Between me, my mother and my father, we have racked up a whopping seven divorces -- all of them before anyone turned 40 years old.
Two of them are mine.
My parents scandalized the upper-middle class suburb of Great Neck, Long Island when they dropped out of high school, got married and had two children -- all before the age of 20. If that wasn't a recipe for a disastrous marriage, add to it that my young father was a drug addict.
Yes, conventional wisdom can be right: teenagers should be in school. Not playing house. And marriage to a substance abuser is an uphill battle and you will never come first. Chances of divorce are pretty high.
With all of my family's instability, it's no wonder I gravitated toward the world of make believe and acting.
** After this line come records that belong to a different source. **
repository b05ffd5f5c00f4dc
use std::path::{Path, PathBuf};

use chrono::Local;
use tracing::debug;

use crate::cli::commands::{Cli, Commands, StatsArgs};
use crate::cli::output::stats_to_json;
use crate::io::config_io;
use crate::io::store_io::{self, Storage};
use crate::model::config::Config;
use crate::model::context::ContextRegistry;
use crate::ops::{context_ops, stats};

pub fn dispatch(cli: Cli) -> Result<(), Box<dyn std::error::Error>> {
    let config = config_io::load_config(cli.config.as_deref());

    match cli.command {
        None => {
            let path = resolve_document_path(cli.file.as_deref(), &config);
            debug!(path = %path.display(), "opening task document");
            crate::tui::run(Storage::new(path), &config)
        }
        Some(Commands::Stats(args)) => {
            let file = args.file.clone().or(cli.file);
            cmd_stats(args, file.as_deref(), &config)
        }
    }
}

/// The command line wins, then `[storage] path`, then the cache directory.
pub fn resolve_document_path(cli_path: Option<&Path>, config: &Config) -> PathBuf {
    cli_path
        .map(Path::to_path_buf)
        .or_else(|| config.storage.path.clone())
        .unwrap_or_else(store_io::default_document_path)
}

fn cmd_stats(
    args: StatsArgs,
    file: Option<&Path>,
    config: &Config,
) -> Result<(), Box<dyn std::error::Error>> {
    let storage = Storage::new(resolve_document_path(file, config));
    let doc = storage.load();

    let mut registry = ContextRegistry {
        names: doc.contexts.clone(),
        current: String::new(),
    };
    context_ops::reconcile(&mut registry, &doc.tasks);

    let today = Local::now().date_naive();
    let stats = stats::compute(&doc.tasks, &registry.names, today);

    if args.json {
        println!("{}", serde_json::to_string_pretty(&stats_to_json(&stats))?);
    } else {
        print!("{}", stats::format_report(&stats));
    }
    Ok(())
}
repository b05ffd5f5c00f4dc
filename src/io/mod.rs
pub mod config_io;
pub mod store_io;
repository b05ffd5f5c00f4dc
use std::collections::VecDeque;

use crate::model::task::Task;
use crate::ops::TaskError;

/// Maximum number of snapshots kept; the oldest is evicted first.
pub const UNDO_STACK_LIMIT: usize = 50;

/// Bounded stack of whole-collection snapshots, each taken just before a
/// destructive operation.
#[derive(Debug, Clone, Default)]
pub struct UndoStack {
    snapshots: VecDeque<Vec<Task>>,
}

impl UndoStack {
    pub fn new() -> Self {
        UndoStack {
            snapshots: VecDeque::new(),
        }
    }

    /// Push a deep copy of `tasks`.
    pub fn capture(&mut self, tasks: &[Task]) {
        self.push(tasks.to_vec());
    }

    /// Push an already-owned snapshot (e.g. the order remembered when a
    /// reposition started).
    pub fn push(&mut self, snapshot: Vec<Task>) {
        self.snapshots.push_back(snapshot);
        while self.snapshots.len() > UNDO_STACK_LIMIT {
            self.snapshots.pop_front();
        }
    }

    /// Pop the most recent snapshot.
    pub fn restore(&mut self) -> Result<Vec<Task>, TaskError> {
        self.snapshots.pop_back().ok_or(TaskError::EmptyHistory)
    }

    pub fn len(&self) -> usize {
        self.snapshots.len()
    }

    pub fn is_empty(&self) -> bool {
        self.snapshots.is_empty()
    }
}
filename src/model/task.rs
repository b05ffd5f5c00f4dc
use serde::{Deserialize, Serialize};

/// Stable task identity. Assigned from the document's `next_id` counter and
/// never reused within a session.
pub type TaskId = u64;

/// Task priority. Stored as `""`, `"low"`, `"medium"` or `"high"`.
#[derive(Debug, Clone, Copy, PartialEq, Eq, Hash, Default, Serialize, Deserialize)]
#[serde(rename_all = "lowercase")]
pub enum Priority {
    #[default]
    #[serde(rename = "")]
    None,
    Low,
    Medium,
    High,
}

impl Priority {
    /// All priorities in cycle order
    pub const ALL: [Priority; 4] = [
        Priority::None,
        Priority::Low,
        Priority::Medium,
        Priority::High,
    ];

    /// Next priority in the cycle none → low → medium → high → none
    pub fn cycle(self) -> Priority {
        match self {
            Priority::None => Priority::Low,
            Priority::Low => Priority::Medium,
            Priority::Medium => Priority::High,
            Priority::High => Priority::None,
        }
    }

    /// Marker shown before the task text (`!`, `!!`, `!!!`)
    pub fn marker(self) -> &'static str {
        match self {
            Priority::None => "",
            Priority::Low => "!",
            Priority::Medium => "!!",
            Priority::High => "!!!",
        }
    }

    pub fn label(self) -> &'static str {
        match self {
            Priority::None => "none",
            Priority::Low => "low",
            Priority::Medium => "medium",
            Priority::High => "high",
        }
    }
}

/// A single task record
#[derive(Debug, Clone, PartialEq, Eq, Serialize, Deserialize)]
pub struct Task {
    pub id: TaskId,
    /// Display text
    #[serde(rename = "task")]
    pub text: String,
    /// Completion flag
    #[serde(rename = "checked")]
    pub done: bool,
    /// Owning context name
    pub context: String,
    #[serde(default)]
    pub priority: Priority,
    /// Empty, or a `YYYY-MM-DD` date
    #[serde(default)]
    pub due_date: String,
    /// Tags in insertion order, no duplicates
    #[serde(default, deserialize_with = "null_as_empty")]
    pub tags: Vec<String>,
}

impl Task {
    pub fn new(id: TaskId, text: impl Into<String>, context: impl Into<String>) -> Self {
        Task {
            id,
            text: text.into(),
            done: false,
            context: context.into(),
            priority: Priority::None,
            due_date: String::new(),
            tags: Vec::new(),
        }
    }

    pub fn has_due_date(&self) -> bool {
        !self.due_date.is_empty()
    }

    /// Append a tag unless the task already carries it. Returns true if added.
    pub fn add_tag(&mut self, tag: &str) -> bool {
        if self.tags.iter().any(|t| t == tag) {
            return false;
        }
        self.tags.push(tag.to_string());
        true
    }
}

/// Older documents wrote `"tags": null` for untagged tasks.
fn null_as_empty<'de, D>(deserializer: D) -> Result<Vec<String>, D::Error>
where
    D: serde::Deserializer<'de>,
{
    let tags: Option<Vec<String>> = Option::deserialize(deserializer)?;
    Ok(tags.unwrap_or_default())
}

#[cfg(test)]
mod tests {
    use super::*;
    use pretty_assertions::assert_eq;

    #[test]
    fn priority_cycles_through_all_levels() {
        let mut p = Priority::None;
        let mut seen = Vec::new();
        for _ in 0..4 {
            p = p.cycle();
            seen.push(p);
        }
        assert_eq!(
            seen,
            vec![
                Priority::Low,
                Priority::Medium,
                Priority::High,
                Priority::None
            ]
        );
    }

    #[test]
    fn priority_serializes_as_lowercase_or_empty() {
        assert_eq!(serde_json::to_string(&Priority::None).unwrap(), "\"\"");
        assert_eq!(serde_json::to_string(&Priority::High).unwrap(), "\"high\"");
        let p: Priority = serde_json::from_str("\"medium\"").unwrap();
        assert_eq!(p, Priority::Medium);
    }

    #[test]
    fn task_record_uses_document_field_names() {
        let mut task = Task::new(3, "Write docs", "Work");
        task.tags.push("writing".into());
        let json = serde_json::to_value(&task).unwrap();
        assert_eq!(json["task"], "Write docs");
        assert_eq!(json["checked"], false);
        assert_eq!(json["priority"], "");
        assert_eq!(json["due_date"], "");
        assert_eq!(json["tags"][0], "writing");
    }

    #[test]
    fn missing_optional_fields_default() {
        let task: Task = serde_json::from_str(
            r#"{"id":1,"task":"x","checked":true,"context":"Home","tags":null}"#,
        )
        .unwrap();
        assert_eq!(task.priority, Priority::None);
        assert!(task.due_date.is_empty());
        assert!(task.tags.is_empty());
        assert!(task.done);
    }

    #[test]
    fn add_tag_rejects_duplicates() {
        let mut task = Task::new(1, "x", "Home");
        assert!(task.add_tag("a"));
        assert!(!task.add_tag("a"));
        assert!(task.add_tag("b"));
        assert_eq!(task.tags, vec!["a", "b"]);
    }
}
I became a professional actress at the age of 14 and developed crushes on every father figure I encountered. And there were a lot of them.
As an 18-year-old New York actress, I was in a relationship with an older man when I was flown to LA to work -- going from one divorce culture to another.
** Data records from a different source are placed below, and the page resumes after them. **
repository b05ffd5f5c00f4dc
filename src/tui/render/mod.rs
pub mod dialogs;
pub mod help_overlay;
pub mod helpers;
pub mod kanban_view;
pub mod list_view;
pub mod stats_view;
pub mod status_row;

#[cfg(test)]
pub mod test_helpers;

use ratatui::Frame;
use ratatui::layout::{Constraint, Direction, Layout, Rect};
use ratatui::style::{Modifier, Style};
use ratatui::text::{Line, Span};
use ratatui::widgets::{Block, Paragraph};

use super::app::{App, Mode};

/// Main render function. Reads the app, never changes it.
pub fn render(frame: &mut Frame, app: &App) {
    let area = frame.area();

    // Background fill
    let bg_style = Style::default().bg(app.theme.background);
    frame.render_widget(Block::default().style(bg_style), area);

    // Layout: title (1 row) | content | status row (1 row)
    let chunks = Layout::default()
        .direction(Direction::Vertical)
        .constraints([
            Constraint::Length(1),
            Constraint::Min(1),
            Constraint::Length(1),
        ])
        .split(area);

    match &app.mode {
        Mode::Kanban => {
            render_title(frame, app, chunks[0], "Kanban Board".to_string());
            kanban_view::render_kanban_view(frame, app, chunks[1]);
        }
        Mode::Statistics => {
            render_title(frame, app, chunks[0], "Statistics".to_string());
            stats_view::render_stats_view(frame, app, chunks[1]);
        }
        _ => {
            let position = app.contexts.current_index().map_or(0, |i| i + 1);
            let title = format!(
                "Context: {} ({}/{})",
                app.current_context(),
                position,
                app.contexts.names.len()
            );
            render_title(frame, app, chunks[0], title);
            list_view::render_list_view(frame, app, chunks[1]);
        }
    }

    // Dialogs float over the list
    match &app.mode {
        Mode::TextInput { purpose, field } => {
            dialogs::render_text_dialog(frame, app, *purpose, field, area);
        }
        Mode::DateInput { fields, focus } => {
            dialogs::render_date_dialog(frame, app, fields, *focus, area);
        }
        Mode::TagRemoval { index, checks } => {
            dialogs::render_tag_dialog(frame, app, *index, checks, area);
        }
        _ => {}
    }

    // Help overlay (rendered on top of everything)
    if app.show_help {
        help_overlay::render_help_overlay(frame, app, area);
    }

    status_row::render_status_row(frame, app, chunks[2]);
}

fn render_title(frame: &mut Frame, app: &App, area: Rect, title: String) {
    let line = Line::from(vec![
        Span::styled(
            format!(" {title} "),
            Style::default()
                .fg(app.theme.title_fg)
                .bg(app.theme.title_bg)
                .add_modifier(Modifier::BOLD),
        ),
    ]);
    frame.render_widget(
        Paragraph::new(line).style(Style::default().bg(app.theme.background)),
        area,
    );
}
Okay, it was the late 70's and the "Me" generation was in full bloom. People got divorced at the drop of a hat -- unlike their parents' generation who stayed married until the (often) bitter end.
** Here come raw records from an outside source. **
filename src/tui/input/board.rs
use crate::tui::action::{Action, Axis};
use crate::tui::app::{App, Mode};

pub(super) fn handle_kanban(app: &mut App, action: Action) {
    match action {
        Action::Scroll(Axis::Horizontal, delta) => {
            let max = app.kanban_max_scroll_x();
            app.kanban_scroll_x = app.kanban_scroll_x.saturating_add_signed(delta).min(max);
        }
        Action::Scroll(Axis::Vertical, delta) => {
            let max = app.kanban_max_scroll_y();
            app.kanban_scroll_y = app.kanban_scroll_y.saturating_add_signed(delta).min(max);
        }
        Action::Exit | Action::Quit => {
            app.kanban_scroll_x = 0;
            app.kanban_scroll_y = 0;
            app.mode = Mode::Normal;
        }
        _ => {}
    }
}

pub(super) fn handle_statistics(app: &mut App, action: Action) {
    if matches!(action, Action::Exit | Action::Quit) {
        app.mode = Mode::Normal;
    }
}
use chrono::NaiveDate;
use tracing::debug;

use crate::ops::TaskError;
use crate::tui::action::Action;
use crate::tui::app::{App, DATE_FIELD_LIMIT, Mode, TextField};

use super::*;

/// What a committed date dialog asks for
#[derive(Debug, PartialEq, Eq)]
enum DateCommit {
    Set(String),
    Clear,
    Nothing,
}

pub(super) fn handle_date_input(app: &mut App, action: Action) {
    match action {
        Action::Cancel => app.mode = Mode::Normal,
        Action::FieldNav(delta) => {
            if let Mode::DateInput { focus, fields } = &mut app.mode {
                let len = fields.len() as isize;
                *focus = (*focus as isize + delta).rem_euclid(len) as usize;
            }
        }
        Action::Edit(edit) => {
            if let Mode::DateInput { fields, focus } = &mut app.mode
                && let Some(field) = fields.get_mut(*focus)
            {
                apply_edit(field, edit, DATE_FIELD_LIMIT);
            }
        }
        Action::Commit => {
            let Mode::DateInput { fields, .. } = std::mem::replace(&mut app.mode, Mode::Normal)
            else {
                return;
            };
            match parse_date_fields(&fields) {
                Ok(DateCommit::Set(date)) => {
                    if app.selected_task().is_some_and(|t| t.due_date != date) {
                        debug!(due = %date, "setting due date");
                        mutate_selected(app, "set due date", |t| t.due_date = date);
                    }
                }
                Ok(DateCommit::Clear) => {
                    if app.selected_task().is_some_and(|t| t.has_due_date()) {
                        mutate_selected(app, "cleared due date", |t| t.due_date.clear());
                    }
                }
                Ok(DateCommit::Nothing) => {}
                Err(e) => app.error = Some(e),
            }
        }
        _ => {}
    }
}

/// Interpret day, month and year sub-fields. Any field reading "clear"
/// clears the date; all-empty fields leave it alone; otherwise the fields
/// must form a real calendar date, normalized to `YYYY-MM-DD`.
fn parse_date_fields(fields: &[TextField; 3]) -> Result<DateCommit, TaskError> {
    let [day, month, year] = fields.each_ref().map(|f| f.buffer.trim());
    if [day, month, year]
        .iter()
        .any(|v| v.eq_ignore_ascii_case("clear"))
    {
        return Ok(DateCommit::Clear);
    }
    if day.is_empty() && month.is_empty() && year.is_empty() {
        return Ok(DateCommit::Nothing);
    }
    if !all_digits(day, 1..=2) || !all_digits(month, 1..=2) || !all_digits(year, 4..=4) {
        return Err(TaskError::InvalidDateFormat);
    }
    let raw = format!("{year}-{month}-{day}");
    NaiveDate::parse_from_str(&raw, "%Y-%m-%d")
        .map(|date| DateCommit::Set(date.format("%Y-%m-%d").to_string()))
        .map_err(|_| TaskError::InvalidDateFormat)
}

/// Plain ASCII digits, no sign, with a length in `len`
fn all_digits(value: &str, len: std::ops::RangeInclusive<usize>) -> bool {
    len.contains(&value.len()) && value.bytes().all(|b| b.is_ascii_digit())
}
As a young adult on my own in Hollywood, I was terrified of commitment and even more so of being abandoned. Then I fell in love with my co-star in a mini-series. He left his wife and child and we proceeded to break each other's hearts over the ensuing four years.
On a rebound, I married husband No. 1.
He was another actor, 15 years older, talented and charming, but overly critical, and sexually withholding. Three years later, we got a quickie divorce in the Dominican Republic -- easy to do when you have no children and a prenup. In contrast to most of the marriage, we had fun, spontaneous "goodbye sex" over that weekend.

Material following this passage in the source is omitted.